**Task statement**. Find every line below where the string "output" shows up, and copy those lines.

-=-=-=-=-

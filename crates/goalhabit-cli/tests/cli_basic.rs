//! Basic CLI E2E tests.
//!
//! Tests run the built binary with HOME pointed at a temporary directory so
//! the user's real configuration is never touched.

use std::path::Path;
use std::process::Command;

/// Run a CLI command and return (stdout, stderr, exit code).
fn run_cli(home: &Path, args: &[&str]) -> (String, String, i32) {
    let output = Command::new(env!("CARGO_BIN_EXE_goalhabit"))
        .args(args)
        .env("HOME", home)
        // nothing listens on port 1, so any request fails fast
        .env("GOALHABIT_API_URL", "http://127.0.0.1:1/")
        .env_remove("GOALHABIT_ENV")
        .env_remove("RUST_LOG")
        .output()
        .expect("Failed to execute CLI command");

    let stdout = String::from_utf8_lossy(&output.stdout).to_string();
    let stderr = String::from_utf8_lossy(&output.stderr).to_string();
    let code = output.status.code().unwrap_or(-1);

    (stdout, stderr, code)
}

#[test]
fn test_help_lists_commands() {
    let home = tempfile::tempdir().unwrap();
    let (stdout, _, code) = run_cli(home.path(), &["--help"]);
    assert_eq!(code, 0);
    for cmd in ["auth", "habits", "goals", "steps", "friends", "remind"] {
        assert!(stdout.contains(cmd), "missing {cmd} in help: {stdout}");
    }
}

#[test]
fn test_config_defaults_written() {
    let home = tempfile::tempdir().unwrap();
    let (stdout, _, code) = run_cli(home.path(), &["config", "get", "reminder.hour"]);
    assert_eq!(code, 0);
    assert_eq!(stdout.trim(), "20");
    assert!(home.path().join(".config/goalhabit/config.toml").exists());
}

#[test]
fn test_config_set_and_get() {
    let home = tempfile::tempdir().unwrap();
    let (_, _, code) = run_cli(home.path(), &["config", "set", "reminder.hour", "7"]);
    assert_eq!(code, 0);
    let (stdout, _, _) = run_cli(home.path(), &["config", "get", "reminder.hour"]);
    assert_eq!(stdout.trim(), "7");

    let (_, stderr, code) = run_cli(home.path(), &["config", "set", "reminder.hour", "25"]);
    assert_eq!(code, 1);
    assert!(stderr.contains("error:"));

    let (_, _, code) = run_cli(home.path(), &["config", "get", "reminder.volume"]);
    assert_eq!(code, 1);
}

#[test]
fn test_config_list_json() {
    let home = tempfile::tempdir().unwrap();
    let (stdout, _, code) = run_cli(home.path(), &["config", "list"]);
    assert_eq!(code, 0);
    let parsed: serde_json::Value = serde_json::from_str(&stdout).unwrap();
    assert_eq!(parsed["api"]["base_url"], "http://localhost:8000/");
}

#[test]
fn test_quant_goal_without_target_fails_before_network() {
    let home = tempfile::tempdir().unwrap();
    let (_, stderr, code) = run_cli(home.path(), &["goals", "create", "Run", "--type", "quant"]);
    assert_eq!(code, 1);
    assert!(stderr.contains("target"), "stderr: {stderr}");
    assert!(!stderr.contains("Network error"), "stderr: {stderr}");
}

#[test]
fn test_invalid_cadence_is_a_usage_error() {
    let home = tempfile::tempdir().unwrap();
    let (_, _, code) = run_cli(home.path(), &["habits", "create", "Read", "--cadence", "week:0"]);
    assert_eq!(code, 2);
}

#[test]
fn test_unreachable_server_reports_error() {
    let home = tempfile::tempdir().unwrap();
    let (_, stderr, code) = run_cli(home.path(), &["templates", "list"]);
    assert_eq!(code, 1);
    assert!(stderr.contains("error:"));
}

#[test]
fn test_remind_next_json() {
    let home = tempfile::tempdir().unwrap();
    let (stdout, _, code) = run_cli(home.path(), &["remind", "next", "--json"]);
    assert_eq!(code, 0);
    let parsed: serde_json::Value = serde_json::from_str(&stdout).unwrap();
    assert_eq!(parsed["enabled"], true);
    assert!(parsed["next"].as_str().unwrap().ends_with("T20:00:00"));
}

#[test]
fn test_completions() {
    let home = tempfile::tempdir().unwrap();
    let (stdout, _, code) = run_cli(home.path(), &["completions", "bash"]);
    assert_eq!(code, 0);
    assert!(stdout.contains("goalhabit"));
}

-=-=-=-=-

**Solution**.
    let output = Command::new(env!("CARGO_BIN_EXE_goalhabit"))
        .output()
    let stdout = String::from_utf8_lossy(&output.stdout).to_string();
    let stderr = String::from_utf8_lossy(&output.stderr).to_string();
    let code = output.status.code().unwrap_or(-1);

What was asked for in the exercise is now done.